Chris Widmer

Posted on May 7

The Connector Graveyard: What Multi-Model Pipeline Code Actually Looks Like.

#ai #devops #opensource #python

Every ML team building multi-model pipelines has a graveyard.

It is not a literal place. It is a directory called connectors/ or adapters/ or maybe just utils/ with a collection of files named things like ner_to_scorer_bridge.py and v2_classifier_output_transform.py and, if the team has been around long enough, legacy_extractor_compat_DO_NOT_DELETE.py.

Each file solves exactly one problem for exactly one model pair. Each one was written by someone who has since moved on.

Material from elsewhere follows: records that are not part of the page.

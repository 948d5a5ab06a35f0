//! Summarize command implementation.
//!
//! The summarize command:
//! 1. Loads the dataset from disk
//! 2. Normalizes raw entries into records
//! 3. Aggregates records into the two summaries
//! 4. Prints the tables and/or writes a JSON report

use crate::aggregator::aggregate;
use crate::dataset::{load_dataset, normalize_entries};
use crate::output::{build_report, render_averages_table, render_extremes_table, write_report};
use anyhow::{Context, Result};
use log::{debug, info};
use std::path::PathBuf;
use std::time::Instant;

/// Arguments for the summarize command
///
/// **Public** - used by main.rs to construct from CLI args
#[derive(Debug, Clone)]
pub struct SummarizeArgs {
    /// Path to the dataset JSON file
    pub input: PathBuf,

    /// Output path for the JSON report (optional)
    pub output_json: Option<PathBuf>,

    /// Suppress table output on stdout
    pub quiet: bool,
}

impl Default for SummarizeArgs {
    fn default() -> Self {
        Self {
            input: PathBuf::from("dataset.json"),
            output_json: None,
            quiet: false,
        }
    }
}

/// Execute the summarize command
///
/// **Public** - main entry point called from main.rs
///
/// # Arguments
/// * `args` - Summarize command arguments
///
/// # Returns
/// Ok if summarization succeeds, Err with context if any step fails
///
/// # Errors
/// * Dataset read or parse failures
/// * Report write failures
pub fn execute_summarize(args: SummarizeArgs) -> Result<()> {
    let start_time = Instant::now();

    info!("Summarizing dataset: {}", args.input.display());

    // Step 1: Load dataset
    info!("Step 1/4: Loading dataset...");
    let entries = load_dataset(&args.input).context("Failed to load dataset")?;

    debug!("Loaded {} entries", entries.len());

    // Step 2: Normalize entries
    info!("Step 2/4: Normalizing entries...");
    let records = normalize_entries(&entries);

    // Step 3: Aggregate
    info!("Step 3/4: Aggregating records...");
    let (yearly_extremes, crop_averages) = aggregate(&records);

    debug!(
        "Derived {} yearly extremes, {} crop averages",
        yearly_extremes.len(),
        crop_averages.len()
    );

    // Step 4: Emit output
    info!("Step 4/4: Writing output...");

    if !args.quiet {
        println!("Yearly Crop Production Extremes");
        println!("{}", render_extremes_table(&yearly_extremes));
        println!("Crop Averages");
        println!("{}", render_averages_table(&crop_averages));
    }

    if let Some(json_path) = &args.output_json {
        let report = build_report(records.len(), yearly_extremes, crop_averages);

        write_report(&report, json_path).context("Failed to write report JSON")?;

        info!("✓ Report written to: {}", json_path.display());
    }

    let elapsed = start_time.elapsed();
    info!("Summarize completed in {:.2}s", elapsed.as_secs_f64());

    Ok(())
}

/// Validate summarize arguments
///
/// **Public** - can be called before execute_summarize for early validation
///
/// # Arguments
/// * `args` - Arguments to validate
///
/// # Returns
/// Ok if arguments are valid, Err with message if not
pub fn validate_args(args: &SummarizeArgs) -> Result<()> {
    if args.input.as_os_str().is_empty() {
        anyhow::bail!("Input path cannot be empty");
    }

    if !args.input.exists() {
        anyhow::bail!("Input file does not exist: {}", args.input.display());
    }

    if args.input.is_dir() {
        anyhow::bail!("Input path is a directory: {}", args.input.display());
    }

    if let Some(output) = &args.output_json {
        if output.as_os_str().is_empty() {
            anyhow::bail!("Output path cannot be empty");
        }
    }

    Ok(())
}

#[cfg(test)]
mod tests {
    use super::*;
    use std::io::Write;
    use tempfile::NamedTempFile;

    fn write_temp_dataset(content: &str) -> NamedTempFile {
        let mut file = NamedTempFile::new().unwrap();
        file.write_all(content.as_bytes()).unwrap();
        file.flush().unwrap();
        file
    }

    #[test]
    fn test_validate_args_valid() {
        let file = write_temp_dataset("[]");
        let args = SummarizeArgs {
            input: file.path().to_path_buf(),
            ..Default::default()
        };

        assert!(validate_args(&args).is_ok());
    }

    #[test]
    fn test_validate_args_empty_input() {
        let args = SummarizeArgs {
            input: PathBuf::new(),
            ..Default::default()
        };

        assert!(validate_args(&args).is_err());
    }

    #[test]
    fn test_validate_args_missing_input() {
        let args = SummarizeArgs {
            input: PathBuf::from("/nonexistent/dataset.json"),
            ..Default::default()
        };

        assert!(validate_args(&args).is_err());
    }

    #[test]
    fn test_validate_args_input_is_directory() {
        let dir = tempfile::tempdir().unwrap();
        let args = SummarizeArgs {
            input: dir.path().to_path_buf(),
            ..Default::default()
        };

        assert!(validate_args(&args).is_err());
    }

    #[test]
    fn test_validate_args_empty_output() {
        let file = write_temp_dataset("[]");
        let args = SummarizeArgs {
            input: file.path().to_path_buf(),
            output_json: Some(PathBuf::new()),
            ..Default::default()
        };

        assert!(validate_args(&args).is_err());
    }

    #[test]
    fn test_execute_summarize_writes_report() {
        let file = write_temp_dataset(
            r#"[
                {
                    "Country": "India",
                    "Year": "Financial Year (Apr - Mar), 2019",
                    "Crop Name": "Rice",
                    "Crop Production (UOM:t(Tonnes))": 100,
                    "Yield Of Crops (UOM:Kg/Ha(KilogramperHectare))": 20,
                    "Area Under Cultivation (UOM:Ha(Hectares))": 5
                }
            ]"#,
        );
        let out_dir = tempfile::tempdir().unwrap();
        let out_path = out_dir.path().join("report.json");

        let args = SummarizeArgs {
            input: file.path().to_path_buf(),
            output_json: Some(out_path.clone()),
            quiet: true,
        };

        execute_summarize(args).unwrap();

        let report = crate::output::read_report(&out_path).unwrap();
        assert_eq!(report.source_records, 1);
        assert_eq!(report.yearly_extremes.len(), 1);
        assert_eq!(report.yearly_extremes[0].year, "2019");
        assert_eq!(report.crop_averages[0].avg_yield, "20.000");
    }
}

Each one is a small, undocumented piece of institutional knowledge that the pipeline cannot run without.

This post is about why that graveyard exists, what it actually costs, and what eliminating it looks like in practice.

A concrete pipeline

Let's use a legal document processing pipeline. It is representative of what teams actually build, and the schema incompatibilities are real.

The pipeline needs to do three things in sequence:

Extract named entities (parties, dates, amounts) from an incoming contract
Classify the extracted entities by obligation type
Score the obligations against a compliance policy

Three models. Three teams. Three completely different schemas.

Here is what those schemas actually look like.

Model 1: dslim/bert-base-NER (the extractor)

Input:

{
    "input_text": "The licensor grants a worldwide license to Acme Corp."
}

Output:

[
    {"entity": "B-ORG", "score": 0.9996, "index": 11, "word": "A", "start": 43, "end": 44},
    {"entity": "I-ORG", "score": 0.9449, "index": 12, "word": "##c", "start": 44, "end": 45},
    {"entity": "I-ORG", "score": 0.9990, "index": 13, "word": "##me", "start": 45, "end": 47},
    {"entity": "I-ORG", "score": 0.9994, "index": 14, "word": "Corp", "start": 48, "end": 52}
]

Notice that "Acme Corp" comes back as four wordpiece tokens, not two words. The model uses BERT tokenization. The connector code has to reassemble them.

Model 2: a fine-tuned obligation classifier

Input:

{
    "text": "Acme Corp",
    "entity_type": "ORG",
    "context_window": "grants a worldwide license to Acme Corp",
    "threshold": 0.7
}

Output:

{
    "obligation_type": "LICENSEE",
    "confidence": 0.94,
    "metadata": {
        "model_version": "2.1.0",
        "inference_time_ms": 43
    }
}

Model 3: a compliance scorer

Input:

{
    "obligations": [
        {
            "party": "Acme Corp",
            "role": "LICENSEE",
            "prior_confidence": 0.94
        }
    ],
    "policy_id": "gdpr-commercial-v3",
    "strict_mode": true
}

Output:

{
    "score": 0.87,
    "flags": [],
    "passed": true
}

Three models. Three completely different input shapes. Three completely different output shapes. And none of this is documented anywhere except in the connector code itself.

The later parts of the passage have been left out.